Materials provided section start

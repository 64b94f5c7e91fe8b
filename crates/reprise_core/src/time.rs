//! Time types for REPRISE.
//!
//! Timestamps are milliseconds since the Unix epoch, the resolution the
//! host platform exposes to application code.

use serde::{Deserialize, Serialize};

/// Milliseconds since the Unix epoch
#[derive(
    Debug, Clone, Copy, Default, PartialEq, Eq, Hash, PartialOrd, Ord, Serialize, Deserialize,
)]
#[serde(transparent)]
pub struct Timestamp(i64);

impl Timestamp {
    /// The epoch itself
    #[must_use]
    pub const fn zero() -> Self {
        Self(0)
    }

    /// Create from raw milliseconds
    #[must_use]
    pub const fn from_millis(millis: i64) -> Self {
        Self(millis)
    }

    /// Raw milliseconds
    #[must_use]
    pub const fn as_millis(&self) -> i64 {
        self.0
    }

    /// Signed distance to an earlier timestamp, in milliseconds
    #[must_use]
    pub const fn millis_since(&self, earlier: Timestamp) -> i64 {
        self.0.saturating_sub(earlier.0)
    }

    /// Advance by a number of milliseconds
    #[must_use]
    pub const fn add_millis(&self, millis: u64) -> Self {
        Self(self.0.saturating_add(millis as i64))
    }
}

impl std::fmt::Display for Timestamp {
    fn fmt(&self, f: &mut std::fmt::Formatter<'_>) -> std::fmt::Result {
        write!(f, "{}ms", self.0)
    }
}

impl From<i64> for Timestamp {
    fn from(value: i64) -> Self {
        Self(value)
    }
}

#[cfg(test)]
mod tests {
    use super::*;

    #[test]
    fn test_timestamp_arithmetic() {
        let t1 = Timestamp::from_millis(1_000);
        let t2 = t1.add_millis(250);
        assert_eq!(t2.as_millis(), 1_250);
        assert_eq!(t2.millis_since(t1), 250);
        assert_eq!(t1.millis_since(t2), -250);
    }

    #[test]
    fn test_timestamp_ord() {
        assert!(Timestamp::from_millis(1) < Timestamp::from_millis(2));
        assert_eq!(Timestamp::default(), Timestamp::zero());
    }

    #[test]
    fn test_timestamp_json_is_number() {
        let json = serde_json::to_string(&Timestamp::from_millis(1357000000000)).unwrap();
        assert_eq!(json, "1357000000000");
    }
}
//! The capture log.

use crate::encoding::LOG_FORMAT_VERSION;
use crate::entry::Entry;
use crate::storage::StorageLog;
use crate::xhr::XhrLog;
use reprise_core::Timestamp;
use serde::{Deserialize, Serialize};

fn current_version() -> u32 {
    LOG_FORMAT_VERSION
}

/// Complete recorded trace of one capture session
///
/// Every sequence grows append-only in chronological order during capture.
#[derive(Debug, Clone, PartialEq, Serialize, Deserialize)]
pub struct Log {
    /// Format version
    #[serde(default = "current_version")]
    pub version: u32,
    /// Ambient time reads
    #[serde(default)]
    pub dates: Vec<Timestamp>,
    /// Random draws in `[0, 1)`
    #[serde(default)]
    pub random: Vec<f64>,
    /// Fired callbacks, ordered by capture time
    #[serde(default)]
    pub events: Vec<Entry>,
    /// Request outcomes
    #[serde(default)]
    pub xhr: XhrLog,
    /// Storage snapshot taken at capture start
    #[serde(default)]
    pub storage: StorageLog,
}

impl Log {
    /// Create an empty log
    #[must_use]
    pub fn new() -> Self {
        Self::default()
    }

    /// Append an event
    pub fn push_event(&mut self, entry: Entry) {
        self.events.push(entry);
    }

    /// Whether nothing was recorded
    #[must_use]
    pub fn is_empty(&self) -> bool {
        self.dates.is_empty()
            && self.random.is_empty()
            && self.events.is_empty()
            && self.xhr.instances.is_empty()
            && self.storage.state.is_empty()
    }
}

impl Default for Log {
    fn default() -> Self {
        Self {
            version: LOG_FORMAT_VERSION,
            dates: Vec::new(),
            random: Vec::new(),
            events: Vec::new(),
            xhr: XhrLog::default(),
            storage: StorageLog::default(),
        }
    }
}

#[cfg(test)]
mod tests {
    use super::*;
    use crate::entry::kind;
    use serde_json::json;

    #[test]
    fn test_new_log_is_empty() {
        let log = Log::new();
        assert!(log.is_empty());
        assert_eq!(log.version, LOG_FORMAT_VERSION);
    }

    #[test]
    fn test_push_event() {
        let mut log = Log::new();
        log.push_event(Entry::new(kind::DOM, Timestamp::from_millis(5), json!({})));
        assert_eq!(log.events.len(), 1);
        assert!(!log.is_empty());
    }

    #[test]
    fn test_sparse_document_decodes() {
        let log: Log = serde_json::from_str(r#"{"random":[0.5]}"#).unwrap();
        assert_eq!(log.random, vec![0.5]);
        assert!(log.events.is_empty());
        assert_eq!(log.version, LOG_FORMAT_VERSION);
    }
}
//! Scripted network behind the native XHR.

use indexmap::IndexMap;
use reprise_core::{EngineError, EngineResult};
use serde::{Deserialize, Serialize};
use std::cell::RefCell;
use tracing::trace;

/// A scripted response
#[derive(Debug, Clone, PartialEq, Eq, Serialize, Deserialize)]
#[serde(rename_all = "camelCase")]
pub struct Response {
    /// HTTP status; 0 is a network failure
    pub status: u16,
    /// Reason phrase
    pub status_text: String,
    /// Response headers
    pub headers: IndexMap<String, String>,
    /// Response body
    pub body: String,
    /// Milliseconds before headers arrive
    pub latency: u64,
}

impl Response {
    /// Response with status and reason phrase
    #[must_use]
    pub fn new(status: u16, status_text: impl Into<String>) -> Self {
        Self {
            status,
            status_text: status_text.into(),
            headers: IndexMap::new(),
            body: String::new(),
            latency: 0,
        }
    }

    /// `200 OK` with `body`
    #[must_use]
    pub fn ok(body: impl Into<String>) -> Self {
        Self::new(200, "OK").with_body(body)
    }

    /// `404 Not Found`
    #[must_use]
    pub fn not_found() -> Self {
        Self::new(404, "Not Found")
    }

    /// Connection failure
    #[must_use]
    pub fn failure() -> Self {
        Self::new(0, "")
    }

    /// Set the body
    #[must_use]
    pub fn with_body(mut self, body: impl Into<String>) -> Self {
        self.body = body.into();
        self
    }

    /// Add a header
    #[must_use]
    pub fn with_header(mut self, name: impl Into<String>, value: impl Into<String>) -> Self {
        self.headers.insert(name.into(), value.into());
        self
    }

    /// Set the latency
    #[must_use]
    pub fn with_latency(mut self, latency: u64) -> Self {
        self.latency = latency;
        self
    }

    /// Whether the connection failed
    #[must_use]
    pub fn is_failure(&self) -> bool {
        self.status == 0
    }
}

/// A request as it reached the network
#[derive(Debug, Clone, PartialEq, Eq, Serialize, Deserialize)]
pub struct Request {
    /// Upper-cased method
    pub method: String,
    /// Target URL
    pub url: String,
    /// Request headers
    pub headers: IndexMap<String, String>,
    /// Request body
    pub body: Option<String>,
}

/// Route table plus a record of every request sent
#[derive(Debug, Default)]
pub struct Network {
    routes: RefCell<IndexMap<(String, String), Response>>,
    requests: RefCell<Vec<Request>>,
}

impl Network {
    /// Network with no routes; every request gets a 404
    #[must_use]
    pub fn new() -> Self {
        Self::default()
    }

    /// Answer `method url` with `response`
    ///
    /// # Errors
    ///
    /// Returns error if called while the route table is borrowed
    pub fn route(&self, method: &str, url: &str, response: Response) -> EngineResult<()> {
        self.routes
            .try_borrow_mut()
            .map_err(|_| busy())?
            .insert((method.to_ascii_uppercase(), url.to_string()), response);
        Ok(())
    }

    /// Send a request and look up its response
    ///
    /// # Errors
    ///
    /// Returns error if called while the network is borrowed
    pub fn fetch(&self, request: Request) -> EngineResult<Response> {
        let response = self
            .routes
            .try_borrow()
            .map_err(|_| busy())?
            .get(&(request.method.clone(), request.url.clone()))
            .cloned()
            .unwrap_or_else(Response::not_found);
        trace!(method = %request.method, url = %request.url, status = response.status, "fetch");
        self.requests
            .try_borrow_mut()
            .map_err(|_| busy())?
            .push(request);
        Ok(response)
    }

    /// Every request sent so far
    #[must_use]
    pub fn requests(&self) -> Vec<Request> {
        self.requests
            .try_borrow()
            .map(|r| r.clone())
            .unwrap_or_default()
    }
}

fn busy() -> EngineError {
    EngineError::invalid_state("network is busy")
}
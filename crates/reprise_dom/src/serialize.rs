//! Event serialization.
//!
//! Produces a plain JSON object with every enumerable attribute of an event.
//! Node-valued attributes become structural paths and the window becomes
//! `"window"`.

use crate::document::Document;
use crate::event::{AttrValue, DomEvent};
use serde_json::{Map, Value};

/// Serialize `event` against the document it was dispatched in
#[must_use]
pub fn serialize(doc: &Document, event: &DomEvent) -> Map<String, Value> {
    let mut out = Map::new();
    out.insert("type".to_string(), Value::from(event.event_type.clone()));
    out.insert("bubbles".to_string(), Value::Bool(event.bubbles));
    out.insert("cancelable".to_string(), Value::Bool(event.cancelable));
    out.insert(
        "timeStamp".to_string(),
        Value::from(event.time_stamp.as_millis()),
    );
    out.insert("eventPhase".to_string(), Value::from(event.phase.as_u8()));
    out.insert(
        "defaultPrevented".to_string(),
        Value::Bool(event.default_prevented),
    );
    out.insert("isTrusted".to_string(), Value::Bool(event.is_trusted));
    out.insert("target".to_string(), doc.path_of(event.target).into());
    out.insert(
        "currentTarget".to_string(),
        doc.path_of(event.current_target).into(),
    );

    for (name, value) in &event.attrs {
        let json = match value {
            AttrValue::Data(data) => data.clone(),
            AttrValue::Target(target) => doc.path_of(*target).into(),
        };
        out.insert(name.clone(), json);
    }
    out
}

#[cfg(test)]
mod tests {
    use super::*;
    use crate::event::{EventInit, EventInterface, EventTarget, MouseEventInit};
    use reprise_core::Timestamp;
    use serde_json::json;

    #[test]
    fn test_serialize_mouse_event() {
        let mut doc = Document::new();
        let button = doc.create_element("button");
        doc.append_child(doc.body(), button).unwrap();

        let mut event = DomEvent::new(EventInterface::MouseEvent, Timestamp::from_millis(99));
        event
            .init_mouse_event(
                &EventInit::new("click", true, true),
                &MouseEventInit {
                    view: Some(EventTarget::Window),
                    client_x: 3,
                    related_target: Some(EventTarget::Document),
                    ..MouseEventInit::default()
                },
            )
            .unwrap();
        event.target = Some(EventTarget::Element(button));
        event.current_target = Some(EventTarget::Element(doc.body()));

        let attrs = serialize(&doc, &event);
        assert_eq!(attrs["type"], "click");
        assert_eq!(attrs["timeStamp"], 99);
        assert_eq!(attrs["target"], json!([0, "body"]));
        assert_eq!(attrs["currentTarget"], json!(["body"]));
        assert_eq!(attrs["view"], "window");
        assert_eq!(attrs["relatedTarget"], json!([]));
        assert_eq!(attrs["clientX"], 3);
    }

    #[test]
    fn test_serialize_window_event() {
        let doc = Document::new();
        let mut event = DomEvent::trusted(
            EventInterface::HashChangeEvent,
            &EventInit::new("hashchange", false, false),
            Timestamp::zero(),
        );
        event.target = Some(EventTarget::Window);

        let attrs = serialize(&doc, &event);
        assert_eq!(attrs["target"], "window");
        assert_eq!(attrs["currentTarget"], Value::Null);
        assert_eq!(attrs["oldURL"], "");
        assert_eq!(attrs["isTrusted"], true);
    }
}
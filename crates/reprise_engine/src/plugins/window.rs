//! Window-level events.
//!
//! Navigation events such as `hashchange` and `popstate` reach the window
//! through plain listeners, never through the binding library. Capture puts
//! one capture-phase logger on the window per event type the application
//! listens for, plus the navigation types up front. Logged events are
//! ordinary `dom` entries targeting `"window"`, replayed by the DOM plugin.

use crate::context::{CaptureContext, NativeRefs, SessionLog};
use crate::plugin::{Hook, Plugin, require_natives};
use crate::plugins::dom::log_dom_event;
use indexmap::IndexMap;
use reprise_core::{EngineError, EngineResult};
use reprise_dom::{EventTarget, Listener, listener};
use reprise_host::{DateApi, ListenerApi, WeakWindow};
use std::cell::RefCell;
use std::rc::Rc;
use tracing::trace;

/// Event types logged on the window even before anyone listens
pub const WHITELIST: &[&str] = &["hashchange", "popstate"];

type Loggers = Rc<RefCell<IndexMap<String, Listener>>>;

/// Records events targeted at the window itself
pub struct WindowPlugin {
    natives: Option<NativeRefs>,
    hook: Hook<dyn ListenerApi>,
    loggers: Loggers,
    registrar: Option<Rc<dyn ListenerApi>>,
}

impl WindowPlugin {
    /// Create the plugin
    #[must_use]
    pub fn new() -> Self {
        Self {
            natives: None,
            hook: Hook::new("addEventListener"),
            loggers: Rc::new(RefCell::new(IndexMap::new())),
            registrar: None,
        }
    }
}

impl Default for WindowPlugin {
    fn default() -> Self {
        Self::new()
    }
}

impl Plugin for WindowPlugin {
    fn init(&mut self, natives: &NativeRefs) -> EngineResult<()> {
        self.natives = Some(natives.clone());
        Ok(())
    }

    fn capture(&mut self, cx: &CaptureContext) -> EngineResult<()> {
        let natives = require_natives(&self.natives)?;
        let slot = &cx.window.globals().listeners;
        let inner = slot.get();
        self.loggers = Rc::new(RefCell::new(IndexMap::new()));
        let wrapper = Rc::new(CapturingListeners {
            inner: Rc::clone(&inner),
            loggers: Rc::clone(&self.loggers),
            window: cx.window.downgrade(),
            clock: Rc::clone(&natives.date),
            log: cx.log.clone(),
        });
        for event_type in WHITELIST {
            wrapper.watch(event_type)?;
        }
        self.hook.install(slot, wrapper);
        self.registrar = Some(inner);
        Ok(())
    }

    fn clean_up(&mut self) -> EngineResult<()> {
        let natives = require_natives(&self.natives)?;
        self.hook.uninstall(&natives.window.globals().listeners);
        if let Some(registrar) = self.registrar.take() {
            let loggers = std::mem::take(
                &mut *self
                    .loggers
                    .try_borrow_mut()
                    .map_err(|_| EngineError::invalid_state("window loggers are busy"))?,
            );
            for (event_type, logger) in loggers {
                registrar.remove_event_listener(EventTarget::Window, &event_type, &logger, true)?;
            }
        }
        Ok(())
    }
}

struct CapturingListeners {
    inner: Rc<dyn ListenerApi>,
    loggers: Loggers,
    window: WeakWindow,
    clock: Rc<dyn DateApi>,
    log: SessionLog,
}

impl CapturingListeners {
    fn watch(&self, event_type: &str) -> EngineResult<()> {
        let logger = {
            let mut loggers = self
                .loggers
                .try_borrow_mut()
                .map_err(|_| EngineError::invalid_state("window loggers are busy"))?;
            if loggers.contains_key(event_type) {
                return Ok(());
            }
            let window = self.window.clone();
            let clock = Rc::clone(&self.clock);
            let log = self.log.clone();
            let logger = listener(move |event| {
                if !log.is_live()
                    || event.target != Some(EventTarget::Window)
                    || event.marker.captured
                    || event.marker.synthetic
                {
                    return Ok(());
                }
                event.marker.captured = true;
                log_dom_event(&window.upgrade()?, &*clock, &log, event)
            });
            loggers.insert(event_type.to_string(), Rc::clone(&logger));
            logger
        };
        trace!(event_type, "watching window events");
        self.inner
            .add_event_listener(EventTarget::Window, event_type, logger, true)
    }
}

impl ListenerApi for CapturingListeners {
    fn add_event_listener(
        &self,
        target: EventTarget,
        event_type: &str,
        listener: Listener,
        capture: bool,
    ) -> EngineResult<()> {
        if target == EventTarget::Window {
            self.watch(event_type)?;
        }
        self.inner
            .add_event_listener(target, event_type, listener, capture)
    }

    fn remove_event_listener(
        &self,
        target: EventTarget,
        event_type: &str,
        listener: &Listener,
        capture: bool,
    ) -> EngineResult<bool> {
        self.inner
            .remove_event_listener(target, event_type, listener, capture)
    }
}

#[cfg(test)]
mod tests {
    use super::*;
    use crate::plugins::DomPlugin;
    use crate::session::Engine;
    use reprise_core::{CaptureConfig, ReplayConfig};
    use reprise_host::{PlatformConfig, Window};
    use reprise_log::{DomDetails, kind};
    use serde_json::Value;

    fn plugged(window: &Window) -> Engine {
        let mut engine = Engine::bare(window);
        engine.plug("window", WindowPlugin::new()).unwrap();
        engine.plug(kind::DOM, DomPlugin::new()).unwrap();
        engine
    }

    fn new_urls(seen: &Rc<RefCell<Vec<Value>>>) -> Listener {
        let seen = Rc::clone(seen);
        listener(move |event| {
            seen.borrow_mut()
                .push(event.data("newURL").cloned().unwrap_or(Value::Null));
            Ok(())
        })
    }

    #[test]
    fn test_hashchange_round_trip() {
        let window = Window::new(PlatformConfig::default().with_url("http://app/"));
        let mut engine = plugged(&window);
        engine.capture(CaptureConfig::default()).unwrap();
        window.set_location_hash("step2").unwrap();
        engine.clean_up().unwrap();
        let log = engine.flush().unwrap();

        assert_eq!(log.events.len(), 1);
        let details: DomDetails = log.events[0].details_as().unwrap();
        assert_eq!(details.interface, "HashChangeEvent");
        assert_eq!(details.attrs["target"], "window");
        assert_eq!(window.listener_count(EventTarget::Window, "hashchange"), 0);

        let replay_window = Window::new(PlatformConfig::default().with_url("http://app/"));
        let mut replayer = plugged(&replay_window);
        replayer.replay(log, ReplayConfig::default()).unwrap();
        let seen = Rc::new(RefCell::new(Vec::new()));
        replay_window
            .add_event_listener(EventTarget::Window, "hashchange", new_urls(&seen), false)
            .unwrap();
        replay_window.run_until_idle().unwrap();
        assert_eq!(*seen.borrow(), vec![Value::from("http://app/#step2")]);
    }

    #[test]
    fn test_listened_types_are_watched() {
        let window = Window::default();
        let mut engine = plugged(&window);
        engine.capture(CaptureConfig::default()).unwrap();
        let seen = Rc::new(RefCell::new(Vec::new()));
        window
            .add_event_listener(EventTarget::Window, "resize", new_urls(&seen), false)
            .unwrap();

        let event = reprise_dom::DomEvent::trusted(
            reprise_dom::EventInterface::UIEvent,
            &reprise_dom::EventInit::new("resize", false, false),
            window.now(),
        );
        window.fire_user_event(EventTarget::Window, event).unwrap();
        window.pop_state(Value::Null).unwrap();

        let log = engine.flush().unwrap();
        let types: Vec<Value> = log
            .events
            .iter()
            .map(|e| e.details_as::<DomDetails>().unwrap().attrs["type"].clone())
            .collect();
        assert_eq!(types, vec![Value::from("resize"), Value::from("popstate")]);
        assert_eq!(seen.borrow().len(), 1);
    }
}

Materials provided section end

• Directions: Check each line above for the word "WeakWindow" and copy the ones that have it.

• Solution to this task:
use reprise_host::{DateApi, ListenerApi, WeakWindow};
    window: WeakWindow,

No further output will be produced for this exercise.